The next positive…I will have someone around to socialize with in RL. Not that I don’t love all of you guys, but I haven’t had a whole lot of interaction with people outside of work for a while now. I miss that…a lot. I need to reconnect with people in real life and I think this will be a good first step. She has also agreed to help me with some projects I haven’t been able to get down around the house which I haven’t been able to complete due to either the loss of muscle tone or just lack of time due to work.
Last but not least…she is transitioning too. All the time I have thought about finding a roommate, I knew I preferred a female roommate…whether cis or transitioning. Part of the reason I want a female roommate is just the social aspect. Part of it too is I would love to have a roommate who can help me along on this journey. And, honestly, as a transitioning woman, I just don’t think I would feel as comfortable with a male roommate.
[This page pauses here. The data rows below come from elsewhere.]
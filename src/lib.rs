//! Early-stopping consensus among N processes, up to T of which may be dead
//! before the run starts.
//!
//! Every live process announces itself (stage 1), waits for L announcements,
//! then broadcasts its proposal together with the set of processes it heard
//! from (stage 2). From the stage 2 messages each process builds a
//! [`KnowledgeGraph`], extracts the initial clique as its largest strongly
//! connected component and decides on the minimum proposal of that clique.

pub mod config;
pub mod decision;
pub mod engine;
pub mod error;
pub mod graph;
pub mod message;
pub mod process;
pub mod simulation;
pub mod source;
pub mod transport;

pub use crate::config::{Params, SimulationConfig};
pub use crate::decision::{decide, initial_clique, Decision};
pub use crate::engine::{Engine, Event, Failure, Outcome, Trace};
pub use crate::error::{Error, Result};
pub use crate::graph::KnowledgeGraph;
pub use crate::message::Message;
pub use crate::process::{Process, Response, Stage};
pub use crate::simulation::{Report, Simulation};
pub use crate::source::{
    DeadSetSource, FixedDeadSet, FixedProposals, ProposalSource, RandomDeadSet, RandomProposals,
};
pub use crate::transport::{Broadcaster, Inbox, Mailbox, Network, Outbox};

/// Identifies one of the N processes of a run.
pub type ProcessId = usize;

/// A proposed (and eventually decided) value.
pub type Value = u64;

/// Proposals received in stage 2, keyed by sender.
pub type ProposalMap = std::collections::BTreeMap<ProcessId, Value>;
use std::collections::{BTreeMap, BTreeSet};

use crate::ProcessId;

/// What one process has learnt about who heard from whom.
///
/// An edge `a -> b` reads "b has heard from a". Two kinds of edges are
/// recorded:
/// - ancestry edges `k -> s` for every process `k` that a stage 2 sender `s`
///   reported hearing from in stage 1,
/// - delivery edges `s -> owner` for every stage 2 sender `s`.
///
/// Nodes and edges are only ever added.
#[derive(Debug, Clone, PartialEq, Eq)]
pub struct KnowledgeGraph {
    owner: ProcessId,
    nodes: BTreeSet<ProcessId>,
    ancestry: BTreeMap<ProcessId, BTreeSet<ProcessId>>,
    deliveries: BTreeSet<ProcessId>,
}

impl KnowledgeGraph {
    pub fn new(owner: ProcessId) -> Self {
        Self {
            owner,
            nodes: Default::default(),
            ancestry: Default::default(),
            deliveries: Default::default(),
        }
    }

    pub fn owner(&self) -> ProcessId {
        self.owner
    }

    /// Returns true if the node was not known before.
    pub fn add_node(&mut self, id: ProcessId) -> bool {
        self.nodes.insert(id)
    }

    /// Records that `child` heard from `ancestor` during stage 1.
    pub fn add_ancestry(&mut self, ancestor: ProcessId, child: ProcessId) -> bool {
        self.nodes.insert(ancestor);
        self.nodes.insert(child);
        self.ancestry.entry(ancestor).or_default().insert(child)
    }

    /// Records that the owner received a stage 2 message from `sender`.
    pub fn add_delivery(&mut self, sender: ProcessId) -> bool {
        self.nodes.insert(sender);
        self.nodes.insert(self.owner);
        self.deliveries.insert(sender)
    }

    pub fn nodes(&self) -> &BTreeSet<ProcessId> {
        &self.nodes
    }

    pub fn contains(&self, id: ProcessId) -> bool {
        self.nodes.contains(&id)
    }

    pub fn len(&self) -> usize {
        self.nodes.len()
    }

    pub fn is_empty(&self) -> bool {
        self.nodes.is_empty()
    }

    pub fn ancestry_edges(&self) -> impl Iterator<Item = (ProcessId, ProcessId)> + '_ {
        self.ancestry
            .iter()
            .flat_map(|(from, to)| to.iter().map(move |to| (*from, *to)))
    }

    pub fn delivery_edges(&self) -> impl Iterator<Item = (ProcessId, ProcessId)> + '_ {
        self.deliveries.iter().map(move |from| (*from, self.owner))
    }

    /// Every edge of the graph, both kinds merged.
    pub fn edges(&self) -> BTreeSet<(ProcessId, ProcessId)> {
        self.ancestry_edges().chain(self.delivery_edges()).collect()
    }

    /// True if every node and edge of `self` is also in `other`.
    pub fn is_subgraph_of(&self, other: &KnowledgeGraph) -> bool {
        self.nodes.is_subset(&other.nodes) && self.edges().is_subset(&other.edges())
    }

    /// Processes `id` is known to have heard from in stage 1.
    pub fn ancestors_of(&self, id: ProcessId) -> BTreeSet<ProcessId> {
        self.ancestry
            .iter()
            .filter(|(_, children)| children.contains(&id))
            .map(|(ancestor, _)| *ancestor)
            .collect()
    }

    fn successors(&self, id: ProcessId) -> impl Iterator<Item = ProcessId> + '_ {
        self.ancestry.get(&id).into_iter().flatten().copied()
    }

    /// Strongly connected components of the ancestry relation, in the order
    /// Tarjan's algorithm completes them.
    ///
    /// Delivery edges are left out: every sender has one towards the owner,
    /// so including them would let the owner join cycles its peers cannot see.
    pub fn strongly_connected_components(&self) -> Vec<BTreeSet<ProcessId>> {
        let mut tarjan = Tarjan::new(self);
        for id in self.nodes.iter() {
            if !tarjan.indices.contains_key(id) {
                tarjan.visit(*id);
            }
        }
        tarjan.components
    }
}

struct Tarjan<'a> {
    graph: &'a KnowledgeGraph,
    next_index: usize,
    indices: BTreeMap<ProcessId, usize>,
    lowlinks: BTreeMap<ProcessId, usize>,
    stack: Vec<ProcessId>,
    on_stack: BTreeSet<ProcessId>,
    components: Vec<BTreeSet<ProcessId>>,
}

impl<'a> Tarjan<'a> {
    fn new(graph: &'a KnowledgeGraph) -> Self {
        Self {
            graph,
            next_index: 0,
            indices: Default::default(),
            lowlinks: Default::default(),
            stack: Vec::new(),
            on_stack: Default::default(),
            components: Vec::new(),
        }
    }

    // Recursion depth is bounded by N.
    fn visit(&mut self, v: ProcessId) {
        self.indices.insert(v, self.next_index);
        self.lowlinks.insert(v, self.next_index);
        self.next_index += 1;
        self.stack.push(v);
        self.on_stack.insert(v);

        let graph = self.graph;
        for w in graph.successors(v) {
            if !self.indices.contains_key(&w) {
                self.visit(w);
                let low = self.lowlinks[&v].min(self.lowlinks[&w]);
                self.lowlinks.insert(v, low);
            } else if self.on_stack.contains(&w) {
                let low = self.lowlinks[&v].min(self.indices[&w]);
                self.lowlinks.insert(v, low);
            }
        }

        if self.lowlinks[&v] == self.indices[&v] {
            let mut component = BTreeSet::new();
            while let Some(w) = self.stack.pop() {
                self.on_stack.remove(&w);
                component.insert(w);
                if w == v {
                    break;
                }
            }
            self.components.push(component);
        }
    }
}
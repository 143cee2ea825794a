//! Where proposals and dead processes come from.

use std::collections::{BTreeMap, BTreeSet};

use rand::seq::index;
use rand::Rng;

use crate::config::Params;
use crate::{ProcessId, Value};

pub trait ProposalSource {
    /// The private proposal of `id`, drawn once when the process starts.
    fn propose(&mut self, id: ProcessId) -> Value;
}

pub trait DeadSetSource {
    /// Processes that are dead before the run starts.
    fn dead_set(&mut self, params: &Params) -> BTreeSet<ProcessId>;
}

/// Uniform proposals in `0..=max_value`.
pub struct RandomProposals<R: Rng> {
    rng: R,
    max_value: Value,
}

impl<R: Rng> RandomProposals<R> {
    pub fn new(rng: R, max_value: Value) -> Self {
        Self { rng, max_value }
    }
}

impl<R: Rng> ProposalSource for RandomProposals<R> {
    fn propose(&mut self, _id: ProcessId) -> Value {
        self.rng.gen_range(0, self.max_value.saturating_add(1).max(1))
    }
}

/// Proposals fixed up front; processes without an entry propose `fallback`.
#[derive(Debug, Clone, Default)]
pub struct FixedProposals {
    pub values: BTreeMap<ProcessId, Value>,
    pub fallback: Value,
}

impl FixedProposals {
    pub fn new(values: impl IntoIterator<Item = (ProcessId, Value)>) -> Self {
        Self {
            values: values.into_iter().collect(),
            fallback: 0,
        }
    }
}

impl ProposalSource for FixedProposals {
    fn propose(&mut self, id: ProcessId) -> Value {
        self.values.get(&id).copied().unwrap_or(self.fallback)
    }
}

/// A random subset of at most T processes.
pub struct RandomDeadSet<R: Rng> {
    rng: R,
}

impl<R: Rng> RandomDeadSet<R> {
    pub fn new(rng: R) -> Self {
        Self { rng }
    }
}

impl<R: Rng> DeadSetSource for RandomDeadSet<R> {
    fn dead_set(&mut self, params: &Params) -> BTreeSet<ProcessId> {
        let n_dead = self.rng.gen_range(0, params.t + 1);
        index::sample(&mut self.rng, params.n, n_dead)
            .into_iter()
            .collect()
    }
}

#[derive(Debug, Clone, Default)]
pub struct FixedDeadSet(pub BTreeSet<ProcessId>);

impl FixedDeadSet {
    pub fn none() -> Self {
        Self::default()
    }
}

impl DeadSetSource for FixedDeadSet {
    fn dead_set(&mut self, _params: &Params) -> BTreeSet<ProcessId> {
        self.0.clone()
    }
}
use std::collections::BTreeSet;

use thiserror::Error;

use crate::process::Stage;
use crate::ProcessId;

#[derive(Error, Debug)]
pub enum Error {
    #[error("We experienced an IO error")]
    IO(#[from] std::io::Error),
    #[error("Inbound item is not a protocol message: {reason}")]
    ProtocolViolation { reason: String },
    #[error("{stage:?} never reached closure: {known} of {required} processes accounted for")]
    ClosureNeverReached {
        stage: Stage,
        known: usize,
        required: usize,
    },
    #[error("Initial clique {clique:?} has no recorded proposal for {missing:?}")]
    EmptyDecisionSet {
        clique: BTreeSet<ProcessId>,
        missing: BTreeSet<ProcessId>,
    },
    #[error("Failed to encode with bincode")]
    Encoding(#[from] bincode::Error),
    #[error("The operation requested assumes we have at least one process")]
    NoProcesses,
    #[error("Process {id} is not one of the {n} processes of this run")]
    UnknownProcess { id: ProcessId, n: usize },
    #[error("Process {0} panicked before reporting an outcome")]
    ProcessPanicked(ProcessId),
}

pub type Result<T> = std::result::Result<T, Error>;
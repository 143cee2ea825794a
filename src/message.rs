use std::collections::BTreeSet;

use core::fmt::Debug;
use serde::{Deserialize, Serialize};

use crate::config::Params;
use crate::{Error, ProcessId, Result, Value};

#[derive(Clone, PartialEq, Eq, Serialize, Deserialize)]
pub enum Message {
    /// Liveness announcement.
    Stage1 { from: ProcessId },
    /// The sender's proposal and the processes it heard from in stage 1.
    Stage2 {
        from: ProcessId,
        value: Value,
        known: BTreeSet<ProcessId>,
    },
}

impl Debug for Message {
    fn fmt(&self, f: &mut std::fmt::Formatter<'_>) -> std::fmt::Result {
        match self {
            Message::Stage1 { from } => write!(f, "Stage1(p{})", from),
            Message::Stage2 { from, value, known } => {
                write!(f, "Stage2(p{}, {}, {:?})", from, value, known)
            }
        }
    }
}

impl Message {
    pub fn sender(&self) -> ProcessId {
        match self {
            Message::Stage1 { from } | Message::Stage2 { from, .. } => *from,
        }
    }

    pub fn to_bytes(&self) -> Result<Vec<u8>> {
        Ok(bincode::serialize(self)?)
    }

    /// Decodes an inbound item, rejecting anything that is not one of the two
    /// message kinds or that names a process outside the run.
    pub fn from_bytes(bytes: &[u8], params: &Params) -> Result<Self> {
        let msg: Message =
            bincode::deserialize(bytes).map_err(|err| Error::ProtocolViolation {
                reason: format!("undecodable item of {} bytes: {}", bytes.len(), err),
            })?;
        msg.validate(params)?;
        Ok(msg)
    }

    pub fn validate(&self, params: &Params) -> Result<()> {
        let unknown = match self {
            Message::Stage1 { from } => (!params.contains(*from)).then(|| *from),
            Message::Stage2 { from, known, .. } => std::iter::once(from)
                .chain(known.iter())
                .find(|id| !params.contains(**id))
                .copied(),
        };
        match unknown {
            Some(id) => Err(Error::ProtocolViolation {
                reason: format!("{:?} names p{} but the run has {} processes", self, id, params.n),
            }),
            None => Ok(()),
        }
    }
}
Now, this woman has been living full time for several years and in the discussions we have already had, we have talked about her helping me with clothes shopping, more make up tricks, etc…so to have that help and support at home…I think will be a good thing.
Its going to require some changes in how I live my daily life…that’s for certain. But even if its just for a few months, that could make a huge difference with getting me to where I want to be and living as me all the time.
Doesn’t hurt that she’s a gamer chic too…so she totally gets me being in Second Life…so no worries there.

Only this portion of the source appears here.